Senior Assurance Leader and Audit Partner

Change-maker. Business leader. Committed to unlocking the power of technology to drive audit innovation and deliver exceptional client service.

9 minute read 1 Jun. 2020

As CFOs grapple with the financial impact of the COVID-19 pandemic on their companies there are five questions they need to ask their audit teams, now more than ever.

As CFOs grapple with the financial impact of the COVID-19 pandemic on their companies, many of them are conserving cash and pulling back on planned investments. But even within an environment of radical uncertainty, the one thing they cannot pull back on is considering what’s next.

CFO roles have expanded, such that in addition to managing costs, controls and compliance, CFOs are expected to partner across the organization to minimize risks and to identify new opportunities for growth and long-term value creation.
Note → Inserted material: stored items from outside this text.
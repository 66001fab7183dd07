//! Filesystem operation abstractions for dependency injection.
//!
//! Provides the [`FileSystemOps`] trait so that the sync core can be
//! unit-tested without touching the real filesystem.  Production code uses
//! [`SystemFileSystemOps`]; tests use `MockFileSystemOps`.

use std::path::Path;

/// Abstraction over the filesystem calls made while synchronizing.
pub trait FileSystemOps: Send + Sync + std::fmt::Debug {
    /// Returns `true` if `path` exists on the filesystem.
    fn exists(&self, path: &Path) -> bool;

    /// Rename `from` to `to`.
    ///
    /// # Errors
    ///
    /// Returns an error if the rename fails.
    fn rename(&self, from: &Path, to: &Path) -> std::io::Result<()>;

    /// Remove a single file.
    ///
    /// # Errors
    ///
    /// Returns an error if removal fails.
    fn remove_file(&self, path: &Path) -> std::io::Result<()>;

    /// Remove a directory and everything below it.
    ///
    /// # Errors
    ///
    /// Returns an error if removal fails.
    fn remove_dir_all(&self, path: &Path) -> std::io::Result<()>;
}

/// Production [`FileSystemOps`] implementation that delegates to [`std::fs`].
#[derive(Debug, Default)]
pub struct SystemFileSystemOps;

impl FileSystemOps for SystemFileSystemOps {
    fn exists(&self, path: &Path) -> bool {
        path.exists()
    }

    fn rename(&self, from: &Path, to: &Path) -> std::io::Result<()> {
        std::fs::rename(from, to)
    }

    fn remove_file(&self, path: &Path) -> std::io::Result<()> {
        std::fs::remove_file(path)
    }

    fn remove_dir_all(&self, path: &Path) -> std::io::Result<()> {
        std::fs::remove_dir_all(path)
    }
}

/// Mock [`FileSystemOps`] for unit tests.
///
/// Pre-configure existing paths with [`with_existing`](Self::with_existing);
/// mutating calls are recorded and succeed.
#[cfg(test)]
#[derive(Debug, Default)]
pub struct MockFileSystemOps {
    existing: std::sync::Mutex<std::collections::HashSet<std::path::PathBuf>>,
    calls: std::sync::Mutex<Vec<String>>,
}

#[cfg(test)]
impl MockFileSystemOps {
    /// Create an empty mock with nothing configured.
    #[must_use]
    pub fn new() -> Self {
        Self::default()
    }

    /// Mark `path` as existing.
    #[must_use]
    pub fn with_existing(self, path: impl Into<std::path::PathBuf>) -> Self {
        self.existing
            .lock()
            .unwrap_or_else(std::sync::PoisonError::into_inner)
            .insert(path.into());
        self
    }

    /// Mutating calls made so far, formatted as `op path`.
    pub fn calls(&self) -> Vec<String> {
        self.calls
            .lock()
            .unwrap_or_else(std::sync::PoisonError::into_inner)
            .clone()
    }

    fn record(&self, call: String) {
        self.calls
            .lock()
            .unwrap_or_else(std::sync::PoisonError::into_inner)
            .push(call);
    }
}

#[cfg(test)]
impl FileSystemOps for MockFileSystemOps {
    fn exists(&self, path: &Path) -> bool {
        self.existing
            .lock()
            .unwrap_or_else(std::sync::PoisonError::into_inner)
            .contains(path)
    }

    fn rename(&self, from: &Path, to: &Path) -> std::io::Result<()> {
        self.record(format!("rename {} {}", from.display(), to.display()));
        let mut existing = self
            .existing
            .lock()
            .unwrap_or_else(std::sync::PoisonError::into_inner);
        existing.remove(from);
        existing.insert(to.to_path_buf());
        Ok(())
    }

    fn remove_file(&self, path: &Path) -> std::io::Result<()> {
        self.record(format!("remove_file {}", path.display()));
        Ok(())
    }

    fn remove_dir_all(&self, path: &Path) -> std::io::Result<()> {
        self.record(format!("remove_dir_all {}", path.display()));
        Ok(())
    }
}

#[cfg(test)]
#[allow(clippy::expect_used, clippy::unwrap_used)]
mod tests {
    use super::*;

    #[test]
    fn system_ops_rename_and_remove() {
        let dir = tempfile::tempdir().unwrap();
        let from = dir.path().join("a.tmp");
        let to = dir.path().join("a");
        std::fs::create_dir(&from).unwrap();
        std::fs::write(from.join("f"), "x").unwrap();

        let ops = SystemFileSystemOps;
        ops.rename(&from, &to).unwrap();
        assert!(!ops.exists(&from));
        assert!(ops.exists(&to));

        ops.remove_dir_all(&to).unwrap();
        assert!(!ops.exists(&to));
    }

    #[test]
    fn system_ops_remove_file() {
        let dir = tempfile::tempdir().unwrap();
        let file = dir.path().join("lib.zip");
        std::fs::write(&file, b"zip").unwrap();
        SystemFileSystemOps.remove_file(&file).unwrap();
        assert!(!file.exists());
    }

    #[test]
    fn mock_tracks_existence_and_calls() {
        let ops = MockFileSystemOps::new().with_existing("/libs/A.pretty");
        assert!(ops.exists(Path::new("/libs/A.pretty")));
        assert!(!ops.exists(Path::new("/libs/B.pretty")));

        ops.rename(Path::new("/libs/A.pretty"), Path::new("/libs/B.pretty"))
            .unwrap();
        assert!(ops.exists(Path::new("/libs/B.pretty")));
        assert_eq!(ops.calls(), vec!["rename /libs/A.pretty /libs/B.pretty"]);
    }
}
Fortunately, finance professionals can find a source of business intelligence they may not have anticipated in the independent audit, which has been transformed by new technologies.

Here are five questions that all CFOs may want to consider asking their audit teams, now more than ever.

1. How can the independent audit help me get a handle on my risks, exposures and prospects?

As our audit teams meet with clients to review Q1 and Q2 results, the value of providing insights based on data has never been more evident. This past year, virtually 100% of Ernst & Young LLP (EY) audits of large public companies, as well as many of our audits of smaller private companies, used our suite of data analytics, the EY Helix Analyzers. The advent of the data-driven audit means that rather than sampling and testing, our audit teams are now able to analyze the entirety of general ledger data.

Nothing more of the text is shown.